A humanity not adopted, but begotten by GOD the Father YHWH in St Mary, the mother of our Lord:

“The Holy Spirit will come upon you, and the power of the Most-High will overshadow you; therefore, the child to be borne will be called holy—the Son of God.”

Luke 1:35

As far as this, the Bible agrees with the traditional concept of hypostatic union, but how strict can we be with the term that they are ‘indivisible’ (2).

REASONING

Jesus is one, not also by Scriptural teaching but by reason.

GOD is perfect, and is also jealous. He never shares his glory with anyone of anything.

God could not have possessed a person, having created humanity, to show Himself as human. But He created a human for his own existence in our earthly nature. BUT also, He could not exist in two persons, since He is ONE and INDIVISIBLE.

To fail to any or all of these two issues, would have cause to commit idolatry, since we would be worshipping a human form, independent from the divine being.  But the Logos, incarnated and became Jesus of Nazareth, having divine and human nature, in one single being.

BUT does that mean that Jesus, as a human did not need to eat or sleep?  Or as divine, He could sin or die?

No.

The two natures, as traditional Christianity proclaims, are not mingled, and therefore, they can be divided conceptually for the purpose of theological study.

As a human, Jesus of Nazareth had to learn, digest, grow, and get tired as any other human being, even though He was sinless from birth, since his humanity had GOD the FATHER and not another human as progenitor, who could pass Him, Adam’s fall.

However, as a sinless human being, He could not get sick, or age, or die for natural causes, the same way as Adam was prior to the fall.

BUT AS GOD, He knew everything, He was omnipotent, omniscient and omnipresent all the time. He could not die, or be begotten, or be taught, or tempted, or sin. He remained sovereign and immutable, as He was from the beginning, all during his life on Earth, and as He is now, forever and ever.

If we mixed these two natures, we fall into mistakes like saying that GOD died with Jesus on the Cross, or that Mary is the ‘Mother of GOD’, which are blasphemies indeed.

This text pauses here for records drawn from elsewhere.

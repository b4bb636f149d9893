//! Structured logging.
//!
//! # Design Decisions
//! - Uses tracing crate for structured logging
//! - JSON format for production, pretty format for development
//! - `RUST_LOG` wins over the configured level when set

use tracing_subscriber::{layer::SubscriberExt, util::SubscriberInitExt, EnvFilter};

use crate::config::{LogFormat, ObservabilityConfig};

/// Build the filter: `RUST_LOG` if present, otherwise the configured level for
/// this crate and tower_http.
pub fn env_filter(config: &ObservabilityConfig) -> EnvFilter {
    EnvFilter::try_from_default_env().unwrap_or_else(|_| {
        let level = config.log_level.to_lowercase();
        format!("fold_service={level},tower_http={level}").into()
    })
}

/// Install the global subscriber.
pub fn init_logging(config: &ObservabilityConfig) {
    let registry = tracing_subscriber::registry().with(env_filter(config));
    let result = match config.log_format {
        LogFormat::Json => registry
            .with(tracing_subscriber::fmt::layer().json().with_current_span(false))
            .try_init(),
        LogFormat::Pretty => registry.with(tracing_subscriber::fmt::layer()).try_init(),
    };

    if let Err(e) = result {
        eprintln!("Logging already initialized: {}", e);
    }
}
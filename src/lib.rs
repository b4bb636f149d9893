//! Composable HTTP services.
//!
//! A [`Service`] collects handlers and middleware, can mount other services
//! beneath a route, and is flattened once at startup into an immutable
//! [`RouteTable`]. The [`Dispatcher`] runs the middleware chain and handler for
//! each request; [`HttpServer`] hosts a built service over axum.

pub mod admin;
pub mod config;
pub mod http;
pub mod lifecycle;
pub mod manifest;
pub mod observability;
pub mod routing;
pub mod service;
pub mod settings;

pub use config::ServiceConfig;
pub use http::{HttpServer, Request, Response};
pub use lifecycle::Shutdown;
pub use manifest::{Manifest, Version};
pub use routing::{
    Advance, Completion, ConfigurationError, Dispatcher, Flow, HandlerError, RouteTable,
    RouteTree,
};
pub use service::{Service, ServiceRuntime};
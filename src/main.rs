//! Demo host: a small shopping service with a mounted inventory service.
//!
//! ```text
//!     Client ──▶ HttpServer (axum) ──▶ Dispatcher
//!                     │                    │
//!                     │                    └─▶ request_id ─▶ request_logger ─▶ handler
//!                     └── Admin API (/admin/status, /admin/manifest)
//! ```

use std::collections::HashMap;
use std::path::PathBuf;
use std::sync::{Arc, Mutex, PoisonError};

use axum::http::StatusCode;
use clap::Parser;
use serde::{Deserialize, Serialize};
use tokio::net::TcpListener;

use fold_service::config::{default_config, load_config};
use fold_service::http::middleware::{request_id, request_logger};
use fold_service::observability::{logging, metrics};
use fold_service::{HttpServer, Request, Response, Service, Shutdown};

#[derive(Parser)]
#[command(name = "fold-service")]
#[command(about = "Run the demo shopping service", long_about = None)]
struct Cli {
    /// Path to a TOML config file. Defaults plus FOLD_* overrides when omitted.
    #[arg(short, long)]
    config: Option<PathBuf>,
}

#[derive(Debug, Clone, Serialize, Deserialize)]
struct Item {
    price: f64,
    #[serde(default)]
    quantity: u32,
}

type Store = Arc<Mutex<HashMap<String, Item>>>;

fn shopping_service(store: Store) -> Result<Service, fold_service::ConfigurationError> {
    let mut svc = Service::new("shopping");
    svc.use_fn(request_id())?.use_fn(request_logger())?;

    let put_store = store.clone();
    svc.put("/items/:name", move |req: Request, res: Response| {
        let store = put_store.clone();
        async move {
            let Some(name) = req.path_param("name").map(str::to_string) else {
                res.set_status(StatusCode::BAD_REQUEST).send("missing item name");
                return;
            };
            match req.json::<Item>() {
                Ok(item) => {
                    store
                        .lock()
                        .unwrap_or_else(PoisonError::into_inner)
                        .insert(name.clone(), item.clone());
                    tracing::debug!(item = %name, "Item stored");
                    res.json(&item);
                }
                Err(e) => {
                    res.set_status(StatusCode::BAD_REQUEST).send(e.to_string());
                }
            }
        }
    })?;

    let get_store = store.clone();
    svc.get("/items/:name", move |req: Request, res: Response| {
        let store = get_store.clone();
        async move {
            let item = req.path_param("name").and_then(|name| {
                store
                    .lock()
                    .unwrap_or_else(PoisonError::into_inner)
                    .get(name)
                    .cloned()
            });
            match item {
                Some(item) => res.json(&item),
                None => {
                    res.set_status(StatusCode::NOT_FOUND).send("no such item");
                }
            }
        }
    })?;

    let mut inventory = Service::new("inventory");
    inventory.get("/count", move |_req: Request, res: Response| {
        let store = store.clone();
        async move {
            let count = store.lock().unwrap_or_else(PoisonError::into_inner).len();
            res.json(&serde_json::json!({ "items": count }));
        }
    })?;
    svc.mount("/inventory", inventory)?;

    Ok(svc)
}

#[tokio::main]
async fn main() -> Result<(), Box<dyn std::error::Error>> {
    let cli = Cli::parse();

    let config = match &cli.config {
        Some(path) => load_config(path)?,
        None => default_config()?,
    };

    logging::init_logging(&config.observability);

    tracing::info!(
        service = %config.service.name,
        version = %config.service.version,
        bind_address = %config.listener.bind_address,
        request_timeout_secs = config.timeouts.request_secs,
        "Configuration loaded"
    );

    if config.observability.metrics_enabled {
        if let Ok(addr) = config.observability.metrics_address.parse() {
            metrics::init_metrics(addr);
        } else {
            tracing::error!(
                metrics_address = %config.observability.metrics_address,
                "Failed to parse metrics address"
            );
        }
    }

    let store: Store = Arc::new(Mutex::new(HashMap::new()));
    let mut root =
        Service::new(config.service.name.clone()).with_version(config.service.version);
    root.mount("/", shopping_service(store)?)?;
    let runtime = root.build();

    let listener = TcpListener::bind(&config.listener.bind_address).await?;
    let server = HttpServer::new(runtime, config)?;
    server.run(listener, Shutdown::new()).await?;

    tracing::info!("Shutdown complete");
    Ok(())
}
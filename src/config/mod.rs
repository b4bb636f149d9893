//! Configuration management subsystem.
//!
//! # Data Flow
//! ```text
//! config file (TOML)
//!     → loader.rs (read, parse & deserialize)
//!     → environment overrides (FOLD_SERVICE_NAME, FOLD_BIND_ADDR, FOLD_STAGE)
//!     → validation.rs (semantic checks)
//!     → ServiceConfig (validated, immutable)
//! ```
//!
//! # Design Decisions
//! - Config is immutable once loaded; the route table is too, so there is no hot reload
//! - All fields have defaults to allow minimal configs
//! - Validation separates syntactic (serde) from semantic checks

pub mod loader;
pub mod schema;
pub mod validation;

pub use loader::{default_config, load_config, ConfigError};
pub use schema::{
    AdminConfig, ListenerConfig, LogFormat, ObservabilityConfig, ServiceConfig, ServiceInfo,
    TimeoutConfig,
};
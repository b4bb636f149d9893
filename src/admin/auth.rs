use axum::{
    body::Body,
    extract::State,
    http::{header::AUTHORIZATION, Request, StatusCode},
    middleware::Next,
    response::Response,
};

use crate::admin::AdminState;

/// Require `Authorization: Bearer <api_key>`.
pub async fn admin_auth_middleware(
    State(state): State<AdminState>,
    request: Request<Body>,
    next: Next,
) -> Result<Response, StatusCode> {
    let auth_header = request
        .headers()
        .get(AUTHORIZATION)
        .and_then(|h| h.to_str().ok());

    match auth_header.and_then(|value| value.strip_prefix("Bearer ")) {
        Some(key) if key == &*state.api_key => Ok(next.run(request).await),
        _ => {
            tracing::warn!("Rejected admin request with missing or invalid API key");
            Err(StatusCode::UNAUTHORIZED)
        }
    }
}
/// Errors raised while building or running the HTTP host.
#[derive(Debug, Error)]
pub enum ServerError {
    /// Two registered routes map onto the same URL shape.
    #[error("route {route} conflicts with {existing}")]
    ConflictingRoutes { existing: String, route: String },

    /// A catch-all segment that is not the last segment.
    #[error("route {0} has a catch-all segment before the end")]
    MisplacedWildcard(String),

    /// A `:param` or `*rest` segment with an empty or unusable name.
    #[error("route {route} has an invalid parameter name {name:?}")]
    InvalidParameter { route: String, name: String },

    /// The same parameter name captured twice in one route.
    #[error("route {route} captures {name} more than once")]
    DuplicateParameter { route: String, name: String },

    #[error("IO error: {0}")]
    Io(#[from] std::io::Error),
}

/// Application state injected into handlers.
#[derive(Clone)]
pub struct AppState {
    pub runtime: Arc<ServiceRuntime>,
}

/// The parts of an inbound HTTP request the dispatcher needs.
struct Incoming {
    method: Method,
    uri: Uri,
    headers: HeaderMap,
    query: Vec<(String, String)>,
    body: Bytes,
}

/// HTTP server for a service.
pub struct HttpServer {
    router: Router,
    config: ServiceConfig,
    runtime: Arc<ServiceRuntime>,
}

impl HttpServer {
    /// Create a new HTTP server for `runtime`.
    pub fn new(runtime: ServiceRuntime, config: ServiceConfig) -> Result<Self, ServerError> {
        let runtime = Arc::new(runtime);
        let state = AppState {
            runtime: runtime.clone(),
        };
        let router = Self::build_router(&config, state)?;
        Ok(Self {
            router,
            config,
            runtime,
        })
    }

    /// Build the axum router with all middleware layers.
    #[allow(deprecated)]
    fn build_router(config: &ServiceConfig, state: AppState) -> Result<Router, ServerError> {
        let mut router = Router::new();
        let mut registered: Vec<(Vec<Shape>, &str)> = Vec::new();

        for entry in &state.runtime.manifest().routes {
            if registered.iter().any(|(_, route)| *route == entry.route) {
                continue;
            }
            let (path, has_params) = to_axum_path(&entry.route)?;
            let shape = route_shape(&entry.route);
            if let Some((_, existing)) = registered
                .iter()
                .find(|(other, _)| shapes_conflict(other, &shape))
            {
                return Err(ServerError::ConflictingRoutes {
                    existing: existing.to_string(),
                    route: entry.route.clone(),
                });
            }
            registered.push((shape, entry.route.as_str()));

            let route = entry.route.clone();
            router = if has_params {
                router.route(
                    &path,
                    any(
                        move |State(state): State<AppState>,
                              Path(params): Path<HashMap<String, String>>,
                              method: Method,
                              uri: Uri,
                              headers: HeaderMap,
                              Query(query): Query<Vec<(String, String)>>,
                              body: Bytes| {
                            let route = route.clone();
                            let incoming = Incoming { method, uri, headers, query, body };
                            async move { dispatch(state, Some(route), params, incoming).await }
                        },
                    ),
                )
            } else {
                router.route(
                    &path,
                    any(
                        move |State(state): State<AppState>,
                              method: Method,
                              uri: Uri,
                              headers: HeaderMap,
                              Query(query): Query<Vec<(String, String)>>,
                              body: Bytes| {
                            let route = route.clone();
                            let incoming = Incoming { method, uri, headers, query, body };
                            async move {
                                dispatch(state, Some(route), HashMap::new(), incoming).await
                            }
                        },
                    ),
                )
            };
        }

        Ok(router
            .fallback(fallback_handler)
            .with_state(state)
            .layer(
                ServiceBuilder::new()
                    .layer(TraceLayer::new_for_http())
                    .layer(TimeoutLayer::new(Duration::from_secs(config.timeouts.request_secs))),
            ))
    }

    /// The service router, without binding a listener.
    pub fn router(&self) -> Router {
        self.router.clone()
    }

    /// Run the server, accepting connections on the given listener until
    /// `shutdown` is triggered or Ctrl+C is received.
    ///
    /// In-flight requests get `timeouts.shutdown_grace_secs` to finish.
    pub async fn run(self, listener: TcpListener, shutdown: Shutdown) -> Result<(), ServerError> {
        let addr = listener.local_addr()?;
        tracing::info!(
            address = %addr,
            service = %self.runtime.manifest().name,
            routes = self.runtime.manifest().routes.len(),
            "HTTP server starting"
        );

        if self.config.admin.enabled {
            let admin_listener = TcpListener::bind(&self.config.admin.bind_address).await?;
            let admin = setup_admin_router(self.runtime.clone(), self.config.admin.api_key.clone());
            let mut admin_shutdown = shutdown.subscribe();
            tracing::info!(address = %self.config.admin.bind_address, "Admin API starting");
            tokio::spawn(async move {
                if let Err(e) = axum::serve(admin_listener, admin)
                    .with_graceful_shutdown(async move {
                        let _ = admin_shutdown.recv().await;
                    })
                    .await
                {
                    tracing::error!(error = %e, "Admin API failed");
                }
            });
        }

        let grace = Duration::from_secs(self.config.timeouts.shutdown_grace_secs);
        let mut stopping = shutdown.subscribe();
        let signal = shutdown_signal(shutdown.clone(), shutdown.subscribe());
        let mut server = tokio::spawn(
            axum::serve(listener, self.router)
                .with_graceful_shutdown(signal)
                .into_future(),
        );

        tokio::select! {
            joined = &mut server => return finish(joined),
            _ = stopping.recv() => {}
        }

        match tokio::time::timeout(grace, &mut server).await {
            Ok(joined) => finish(joined),
            Err(_) => {
                tracing::warn!(
                    grace_secs = grace.as_secs(),
                    "Grace period elapsed, dropping in-flight requests"
                );
                server.abort();
                Ok(())
            }
        }
    }
}
//! Flat, immutable routing table.
//!
//! # Responsibilities
//! - Hold every handler keyed by (route, method)
//! - Hold middleware functions per mount route, in registration order
//! - Answer the two dispatch-time questions: which middleware applies, which handler
//!
//! # Design Decisions
//! - Insertion order is preserved for both tables (deterministic dispatch and manifest)
//! - Only constructed by flattening; no public mutation
//! - Shared across requests behind `Arc` without locks

use std::collections::HashMap;
use std::sync::Arc;

use axum::http::Method;

use crate::manifest::RouteSpec;
use crate::routing::handler::{SharedHandler, SharedMiddleware};
use crate::routing::route::Route;

/// A registered handler.
#[derive(Clone)]
pub struct HandlerEntry {
    pub route: Route,
    pub method: Method,
    pub handler: SharedHandler,
}

impl std::fmt::Debug for HandlerEntry {
    fn fmt(&self, f: &mut std::fmt::Formatter<'_>) -> std::fmt::Result {
        write!(f, "{} {}", self.method, self.route)
    }
}

/// Handlers in registration order, indexed by route then method.
#[derive(Clone, Default)]
pub(crate) struct HandlerTable {
    entries: Vec<HandlerEntry>,
    index: HashMap<Route, HashMap<Method, usize>>,
}

impl HandlerTable {
    /// Store a handler. An existing entry for the same (route, method) is
    /// replaced in place and returned.
    pub(crate) fn insert(
        &mut self,
        route: Route,
        method: Method,
        handler: SharedHandler,
    ) -> Option<SharedHandler> {
        let methods = self.index.entry(route.clone()).or_default();
        if let Some(&i) = methods.get(&method) {
            return Some(std::mem::replace(&mut self.entries[i].handler, handler));
        }
        methods.insert(method.clone(), self.entries.len());
        self.entries.push(HandlerEntry { route, method, handler });
        None
    }

    pub(crate) fn get(&self, route: &str, method: &Method) -> Option<&SharedHandler> {
        let i = *self.index.get(route)?.get(method)?;
        Some(&self.entries[i].handler)
    }

    pub(crate) fn iter(&self) -> std::slice::Iter<'_, HandlerEntry> {
        self.entries.iter()
    }

    pub(crate) fn len(&self) -> usize {
        self.entries.len()
    }
}

/// Ordered lists of entries keyed by mount route, in first-mount order.
#[derive(Clone)]
pub(crate) struct MountTable<T> {
    mounts: Vec<(Route, Vec<T>)>,
    index: HashMap<Route, usize>,
}

impl<T> Default for MountTable<T> {
    fn default() -> Self {
        Self {
            mounts: Vec::new(),
            index: HashMap::new(),
        }
    }
}

impl<T> MountTable<T> {
    pub(crate) fn push(&mut self, route: Route, entry: T) {
        match self.index.get(&route) {
            Some(&i) => self.mounts[i].1.push(entry),
            None => {
                self.index.insert(route.clone(), self.mounts.len());
                self.mounts.push((route, vec![entry]));
            }
        }
    }

    pub(crate) fn iter(&self) -> impl Iterator<Item = (&Route, &[T])> {
        self.mounts.iter().map(|(route, entries)| (route, entries.as_slice()))
    }

    pub(crate) fn len(&self) -> usize {
        self.mounts.iter().map(|(_, entries)| entries.len()).sum()
    }
}

/// The flattened result of a service tree, used for every request.
#[derive(Clone, Default)]
pub struct RouteTable {
    pub(crate) handlers: HandlerTable,
    pub(crate) middleware: MountTable<SharedMiddleware>,
}

impl RouteTable {
    /// Flattening an already flat table is a copy.
    pub fn flatten(&self) -> RouteTable {
        self.clone()
    }

    /// The handler registered for `route` and `method`, if any.
    pub fn handler(&self, route: &str, method: &Method) -> Option<&SharedHandler> {
        self.handlers.get(route, method)
    }

    /// Every middleware whose mount route contains `route`, in table order.
    pub fn applicable_middleware(&self, route: &str) -> Vec<SharedMiddleware> {
        self.middleware
            .iter()
            .filter(|(mount, _)| mount.contains(route))
            .flat_map(|(_, entries)| entries.iter().cloned())
            .collect()
    }

    pub fn handlers(&self) -> impl Iterator<Item = &HandlerEntry> {
        self.handlers.iter()
    }

    pub fn mounts(&self) -> impl Iterator<Item = (&Route, &[SharedMiddleware])> {
        self.middleware.iter()
    }

    pub fn handler_count(&self) -> usize {
        self.handlers.len()
    }

    pub fn middleware_count(&self) -> usize {
        self.middleware.len()
    }

    pub fn is_empty(&self) -> bool {
        self.handler_count() == 0 && self.middleware_count() == 0
    }

    /// Describe every handler as `{method, route, handler}`, grouped by route in
    /// first-registration order, methods in registration order within a route.
    pub fn route_manifest(&self) -> Vec<RouteSpec> {
        let mut routes: Vec<&Route> = Vec::new();
        for entry in self.handlers.iter() {
            if !routes.contains(&&entry.route) {
                routes.push(&entry.route);
            }
        }

        routes
            .into_iter()
            .flat_map(|route| self.handlers.iter().filter(move |entry| &entry.route == route))
            .map(|entry| RouteSpec {
                method: entry.method.to_string(),
                handler: format!("{} {}", entry.method, entry.route),
                route: entry.route.to_string(),
            })
            .collect()
    }
}

impl PartialEq for RouteTable {
    /// Structural equality: same routes in the same order, pointing at the same
    /// handler and middleware instances.
    fn eq(&self, other: &Self) -> bool {
        let handlers_eq = self.handlers.len() == other.handlers.len()
            && self.handlers.iter().zip(other.handlers.iter()).all(|(a, b)| {
                a.route == b.route && a.method == b.method && Arc::ptr_eq(&a.handler, &b.handler)
            });
        let mounts_eq = self.middleware.mounts.len() == other.middleware.mounts.len()
            && self.mounts().zip(other.mounts()).all(|((ra, ma), (rb, mb))| {
                ra == rb
                    && ma.len() == mb.len()
                    && ma.iter().zip(mb).all(|(a, b)| Arc::ptr_eq(a, b))
            });
        handlers_eq && mounts_eq
    }
}

impl std::fmt::Debug for RouteTable {
    fn fmt(&self, f: &mut std::fmt::Formatter<'_>) -> std::fmt::Result {
        f.debug_struct("RouteTable")
            .field("handlers", &self.handlers.entries)
            .field(
                "middleware",
                &self
                    .mounts()
                    .map(|(route, entries)| (route.as_str(), entries.len()))
                    .collect::<Vec<_>>(),
            )
            .finish()
    }
}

When Jesus suffered on the cross and died, only his humanity died, not his divine part. Even though this divinity followed his humanity during all the passion and death, and even followed Him into Hades, his Divinity was untouched, and is that divinity that sustained the human part of Jesus through all temptations and sorrows, and resurrected Him, by the will of the Father, on the third day.

GOD CANNOT DIE OR SUFFER.

The same way, GOD YHWH, through this Holy Spirit, impregnated St Mary, taking from her DNA to form the embryo of Jesus, who then developed into a foetus, and then born a baby boy. The divinity of Jesus did not enter, but ‘followed’ the process of impregnation, so that in no moment his humanity was detached from his divinity, but in regards to Mary, her DNA was used ONLY to beget the human nature of the Son of God, never his divine, which pre-existed and existed at all moments, independent from her.

MARY WAS THE ‘CHRISTO-TOKOS’ or MOTHER OF JESUS, and not the Mother of God, even though it was born as an honorary title and not a theological concept, since at all times the baby in her womb was also divine.

LAST WORD

The Christology of the Bible, our only source of truth; is very general in its teachings, and generally suffers when subjected to the curiosity of men who aim to know the mechanics of the mysteries that God has revealed in his word.

But us Christians, should never forget to protect GOD’s honour and his immaculate dignity, before we submerge ourselves into the depths of the biblical knowledge, avoiding thus, to fall into the same mistakes of our ancestors did.

Omar Flores.

 

(1)        The Oecumenical Documents of the Faith by T. Herbert Brindley, 1899, p.297.

(2)        The Emergence of the Catholic Tradition (100-600) volume 1, by Jaroslav Pelikan, 1971, p.394.